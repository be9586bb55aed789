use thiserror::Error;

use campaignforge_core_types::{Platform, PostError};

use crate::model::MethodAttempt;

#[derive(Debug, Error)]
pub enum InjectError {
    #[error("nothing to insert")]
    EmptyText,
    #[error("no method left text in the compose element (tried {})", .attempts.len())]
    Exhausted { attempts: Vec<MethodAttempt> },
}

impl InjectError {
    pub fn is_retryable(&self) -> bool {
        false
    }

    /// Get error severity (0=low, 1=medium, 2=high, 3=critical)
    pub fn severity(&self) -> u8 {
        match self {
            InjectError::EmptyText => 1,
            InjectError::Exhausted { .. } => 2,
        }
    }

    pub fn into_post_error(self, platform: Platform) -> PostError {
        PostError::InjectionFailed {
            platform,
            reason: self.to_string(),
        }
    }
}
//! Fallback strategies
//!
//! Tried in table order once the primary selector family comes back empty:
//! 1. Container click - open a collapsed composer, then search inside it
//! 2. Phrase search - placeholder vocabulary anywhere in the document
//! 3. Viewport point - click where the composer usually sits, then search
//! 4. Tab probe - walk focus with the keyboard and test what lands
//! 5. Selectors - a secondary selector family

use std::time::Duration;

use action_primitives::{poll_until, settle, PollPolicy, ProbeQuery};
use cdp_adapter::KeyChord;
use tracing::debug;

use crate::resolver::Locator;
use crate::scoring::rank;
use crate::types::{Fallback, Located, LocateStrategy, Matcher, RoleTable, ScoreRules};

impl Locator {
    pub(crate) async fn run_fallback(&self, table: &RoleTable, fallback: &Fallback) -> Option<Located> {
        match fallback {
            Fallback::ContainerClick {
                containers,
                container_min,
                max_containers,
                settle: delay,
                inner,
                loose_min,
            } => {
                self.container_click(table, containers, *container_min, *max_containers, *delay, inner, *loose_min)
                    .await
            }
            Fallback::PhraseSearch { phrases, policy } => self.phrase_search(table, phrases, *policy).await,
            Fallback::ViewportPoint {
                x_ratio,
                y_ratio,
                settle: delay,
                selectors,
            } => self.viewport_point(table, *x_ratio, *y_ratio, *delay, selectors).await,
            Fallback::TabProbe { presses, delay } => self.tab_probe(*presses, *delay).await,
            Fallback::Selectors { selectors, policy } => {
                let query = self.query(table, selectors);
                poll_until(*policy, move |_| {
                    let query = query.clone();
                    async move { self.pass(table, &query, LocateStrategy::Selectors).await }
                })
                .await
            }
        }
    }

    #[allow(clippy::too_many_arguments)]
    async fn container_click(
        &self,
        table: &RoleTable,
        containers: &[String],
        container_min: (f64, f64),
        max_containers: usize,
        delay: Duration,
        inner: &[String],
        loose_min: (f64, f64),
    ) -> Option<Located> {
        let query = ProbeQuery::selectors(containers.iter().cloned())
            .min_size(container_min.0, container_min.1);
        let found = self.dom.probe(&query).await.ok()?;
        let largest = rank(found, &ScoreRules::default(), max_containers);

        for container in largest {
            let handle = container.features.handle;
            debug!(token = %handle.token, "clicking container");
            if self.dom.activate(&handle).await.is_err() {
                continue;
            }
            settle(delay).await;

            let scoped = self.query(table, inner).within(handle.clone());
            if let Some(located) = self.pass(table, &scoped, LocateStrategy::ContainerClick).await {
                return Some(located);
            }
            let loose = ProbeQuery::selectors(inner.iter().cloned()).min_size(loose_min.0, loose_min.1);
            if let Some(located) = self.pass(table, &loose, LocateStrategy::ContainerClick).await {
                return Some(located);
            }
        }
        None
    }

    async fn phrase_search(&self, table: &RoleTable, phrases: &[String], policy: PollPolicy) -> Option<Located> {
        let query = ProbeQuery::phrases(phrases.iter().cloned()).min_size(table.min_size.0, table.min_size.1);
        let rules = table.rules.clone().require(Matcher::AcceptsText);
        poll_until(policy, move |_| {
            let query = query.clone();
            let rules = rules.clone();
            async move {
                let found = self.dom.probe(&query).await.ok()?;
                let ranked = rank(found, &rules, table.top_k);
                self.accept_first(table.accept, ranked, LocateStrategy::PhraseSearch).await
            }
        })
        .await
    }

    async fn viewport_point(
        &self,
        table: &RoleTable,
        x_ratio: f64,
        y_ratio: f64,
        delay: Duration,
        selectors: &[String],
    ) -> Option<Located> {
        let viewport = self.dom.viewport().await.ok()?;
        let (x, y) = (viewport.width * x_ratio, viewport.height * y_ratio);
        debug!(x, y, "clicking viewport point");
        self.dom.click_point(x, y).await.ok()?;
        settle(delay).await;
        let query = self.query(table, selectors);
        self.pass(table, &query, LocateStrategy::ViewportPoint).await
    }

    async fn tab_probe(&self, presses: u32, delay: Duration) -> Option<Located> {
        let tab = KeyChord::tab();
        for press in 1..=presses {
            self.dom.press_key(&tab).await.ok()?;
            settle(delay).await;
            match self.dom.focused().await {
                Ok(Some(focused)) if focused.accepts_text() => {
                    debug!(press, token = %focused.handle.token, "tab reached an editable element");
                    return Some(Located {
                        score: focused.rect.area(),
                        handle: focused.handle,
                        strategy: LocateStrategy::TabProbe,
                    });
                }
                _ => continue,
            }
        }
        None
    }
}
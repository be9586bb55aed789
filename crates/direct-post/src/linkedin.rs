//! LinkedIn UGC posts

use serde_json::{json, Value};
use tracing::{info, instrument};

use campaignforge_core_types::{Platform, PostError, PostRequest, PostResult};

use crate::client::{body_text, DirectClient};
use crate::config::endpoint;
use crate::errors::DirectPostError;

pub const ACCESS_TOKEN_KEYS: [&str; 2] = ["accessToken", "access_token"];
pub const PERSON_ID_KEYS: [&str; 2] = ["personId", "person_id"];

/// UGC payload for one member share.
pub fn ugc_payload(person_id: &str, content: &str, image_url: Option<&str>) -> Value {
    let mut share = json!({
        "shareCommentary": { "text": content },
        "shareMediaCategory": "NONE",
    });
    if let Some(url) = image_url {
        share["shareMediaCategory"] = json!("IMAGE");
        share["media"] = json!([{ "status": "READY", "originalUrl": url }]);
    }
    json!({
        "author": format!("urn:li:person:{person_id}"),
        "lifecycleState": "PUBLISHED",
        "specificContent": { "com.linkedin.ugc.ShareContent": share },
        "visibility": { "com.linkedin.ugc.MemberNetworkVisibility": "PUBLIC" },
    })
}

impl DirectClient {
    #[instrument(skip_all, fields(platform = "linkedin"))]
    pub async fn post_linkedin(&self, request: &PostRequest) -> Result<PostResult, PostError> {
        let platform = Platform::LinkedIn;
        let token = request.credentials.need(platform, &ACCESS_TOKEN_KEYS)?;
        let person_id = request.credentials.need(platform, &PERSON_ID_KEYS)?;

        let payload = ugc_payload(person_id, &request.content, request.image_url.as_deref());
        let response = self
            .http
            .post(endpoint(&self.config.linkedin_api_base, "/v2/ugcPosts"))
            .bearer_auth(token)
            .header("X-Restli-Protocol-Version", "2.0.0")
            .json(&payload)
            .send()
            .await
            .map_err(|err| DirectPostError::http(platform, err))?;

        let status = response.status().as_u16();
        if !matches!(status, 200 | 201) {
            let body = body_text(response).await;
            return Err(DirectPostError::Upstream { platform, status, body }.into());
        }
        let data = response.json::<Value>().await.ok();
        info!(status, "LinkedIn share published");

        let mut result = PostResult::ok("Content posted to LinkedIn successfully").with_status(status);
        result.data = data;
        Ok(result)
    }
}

—————

◆ **Work instruction**
Restate all of the material, keeping every word intact.

◆ **Answer to this problem**
repository be9586bb55aed789
use thiserror::Error;

use campaignforge_core_types::{Platform, PostError};

use crate::model::MethodAttempt;

#[derive(Debug, Error)]
pub enum InjectError {
    #[error("nothing to insert")]
    EmptyText,
    #[error("no method left text in the compose element (tried {})", .attempts.len())]
    Exhausted { attempts: Vec<MethodAttempt> },
}

impl InjectError {
    pub fn is_retryable(&self) -> bool {
        false
    }

    /// Get error severity (0=low, 1=medium, 2=high, 3=critical)
    pub fn severity(&self) -> u8 {
        match self {
            InjectError::EmptyText => 1,
            InjectError::Exhausted { .. } => 2,
        }
    }

    pub fn into_post_error(self, platform: Platform) -> PostError {
        PostError::InjectionFailed {
            platform,
            reason: self.to_string(),
        }
    }
}
//! Fallback strategies
//!
//! Tried in table order once the primary selector family comes back empty:
//! 1. Container click - open a collapsed composer, then search inside it
//! 2. Phrase search - placeholder vocabulary anywhere in the document
//! 3. Viewport point - click where the composer usually sits, then search
//! 4. Tab probe - walk focus with the keyboard and test what lands
//! 5. Selectors - a secondary selector family

use std::time::Duration;

use action_primitives::{poll_until, settle, PollPolicy, ProbeQuery};
use cdp_adapter::KeyChord;
use tracing::debug;

use crate::resolver::Locator;
use crate::scoring::rank;
use crate::types::{Fallback, Located, LocateStrategy, Matcher, RoleTable, ScoreRules};

impl Locator {
    pub(crate) async fn run_fallback(&self, table: &RoleTable, fallback: &Fallback) -> Option<Located> {
        match fallback {
            Fallback::ContainerClick {
                containers,
                container_min,
                max_containers,
                settle: delay,
                inner,
                loose_min,
            } => {
                self.container_click(table, containers, *container_min, *max_containers, *delay, inner, *loose_min)
                    .await
            }
            Fallback::PhraseSearch { phrases, policy } => self.phrase_search(table, phrases, *policy).await,
            Fallback::ViewportPoint {
                x_ratio,
                y_ratio,
                settle: delay,
                selectors,
            } => self.viewport_point(table, *x_ratio, *y_ratio, *delay, selectors).await,
            Fallback::TabProbe { presses, delay } => self.tab_probe(*presses, *delay).await,
            Fallback::Selectors { selectors, policy } => {
                let query = self.query(table, selectors);
                poll_until(*policy, move |_| {
                    let query = query.clone();
                    async move { self.pass(table, &query, LocateStrategy::Selectors).await }
                })
                .await
            }
        }
    }

    #[allow(clippy::too_many_arguments)]
    async fn container_click(
        &self,
        table: &RoleTable,
        containers: &[String],
        container_min: (f64, f64),
        max_containers: usize,
        delay: Duration,
        inner: &[String],
        loose_min: (f64, f64),
    ) -> Option<Located> {
        let query = ProbeQuery::selectors(containers.iter().cloned())
            .min_size(container_min.0, container_min.1);
        let found = self.dom.probe(&query).await.ok()?;
        let largest = rank(found, &ScoreRules::default(), max_containers);

        for container in largest {
            let handle = container.features.handle;
            debug!(token = %handle.token, "clicking container");
            if self.dom.activate(&handle).await.is_err() {
                continue;
            }
            settle(delay).await;

            let scoped = self.query(table, inner).within(handle.clone());
            if let Some(located) = self.pass(table, &scoped, LocateStrategy::ContainerClick).await {
                return Some(located);
            }
            let loose = ProbeQuery::selectors(inner.iter().cloned()).min_size(loose_min.0, loose_min.1);
            if let Some(located) = self.pass(table, &loose, LocateStrategy::ContainerClick).await {
                return Some(located);
            }
        }
        None
    }

    async fn phrase_search(&self, table: &RoleTable, phrases: &[String], policy: PollPolicy) -> Option<Located> {
        let query = ProbeQuery::phrases(phrases.iter().cloned()).min_size(table.min_size.0, table.min_size.1);
        let rules = table.rules.clone().require(Matcher::AcceptsText);
        poll_until(policy, move |_| {
            let query = query.clone();
            let rules = rules.clone();
            async move {
                let found = self.dom.probe(&query).await.ok()?;
                let ranked = rank(found, &rules, table.top_k);
                self.accept_first(table.accept, ranked, LocateStrategy::PhraseSearch).await
            }
        })
        .await
    }

    async fn viewport_point(
        &self,
        table: &RoleTable,
        x_ratio: f64,
        y_ratio: f64,
        delay: Duration,
        selectors: &[String],
    ) -> Option<Located> {
        let viewport = self.dom.viewport().await.ok()?;
        let (x, y) = (viewport.width * x_ratio, viewport.height * y_ratio);
        debug!(x, y, "clicking viewport point");
        self.dom.click_point(x, y).await.ok()?;
        settle(delay).await;
        let query = self.query(table, selectors);
        self.pass(table, &query, LocateStrategy::ViewportPoint).await
    }

    async fn tab_probe(&self, presses: u32, delay: Duration) -> Option<Located> {
        let tab = KeyChord::tab();
        for press in 1..=presses {
            self.dom.press_key(&tab).await.ok()?;
            settle(delay).await;
            match self.dom.focused().await {
                Ok(Some(focused)) if focused.accepts_text() => {
                    debug!(press, token = %focused.handle.token, "tab reached an editable element");
                    return Some(Located {
                        score: focused.rect.area(),
                        handle: focused.handle,
                        strategy: LocateStrategy::TabProbe,
                    });
                }
                _ => continue,
            }
        }
        None
    }
}
repository be9586bb55aed789
filename crates/direct-post/src/linkedin.rs
//! LinkedIn UGC posts

use serde_json::{json, Value};
use tracing::{info, instrument};

use campaignforge_core_types::{Platform, PostError, PostRequest, PostResult};

use crate::client::{body_text, DirectClient};
use crate::config::endpoint;
use crate::errors::DirectPostError;

pub const ACCESS_TOKEN_KEYS: [&str; 2] = ["accessToken", "access_token"];
pub const PERSON_ID_KEYS: [&str; 2] = ["personId", "person_id"];

/// UGC payload for one member share.
pub fn ugc_payload(person_id: &str, content: &str, image_url: Option<&str>) -> Value {
    let mut share = json!({
        "shareCommentary": { "text": content },
        "shareMediaCategory": "NONE",
    });
    if let Some(url) = image_url {
        share["shareMediaCategory"] = json!("IMAGE");
        share["media"] = json!([{ "status": "READY", "originalUrl": url }]);
    }
    json!({
        "author": format!("urn:li:person:{person_id}"),
        "lifecycleState": "PUBLISHED",
        "specificContent": { "com.linkedin.ugc.ShareContent": share },
        "visibility": { "com.linkedin.ugc.MemberNetworkVisibility": "PUBLIC" },
    })
}

impl DirectClient {
    #[instrument(skip_all, fields(platform = "linkedin"))]
    pub async fn post_linkedin(&self, request: &PostRequest) -> Result<PostResult, PostError> {
        let platform = Platform::LinkedIn;
        let token = request.credentials.need(platform, &ACCESS_TOKEN_KEYS)?;
        let person_id = request.credentials.need(platform, &PERSON_ID_KEYS)?;

        let payload = ugc_payload(person_id, &request.content, request.image_url.as_deref());
        let response = self
            .http
            .post(endpoint(&self.config.linkedin_api_base, "/v2/ugcPosts"))
            .bearer_auth(token)
            .header("X-Restli-Protocol-Version", "2.0.0")
            .json(&payload)
            .send()
            .await
            .map_err(|err| DirectPostError::http(platform, err))?;

        let status = response.status().as_u16();
        if !matches!(status, 200 | 201) {
            let body = body_text(response).await;
            return Err(DirectPostError::Upstream { platform, status, body }.into());
        }
        let data = response.json::<Value>().await.ok();
        info!(status, "LinkedIn share published");

        let mut result = PostResult::ok("Content posted to LinkedIn successfully").with_status(status);
        result.data = data;
        Ok(result)
    }
}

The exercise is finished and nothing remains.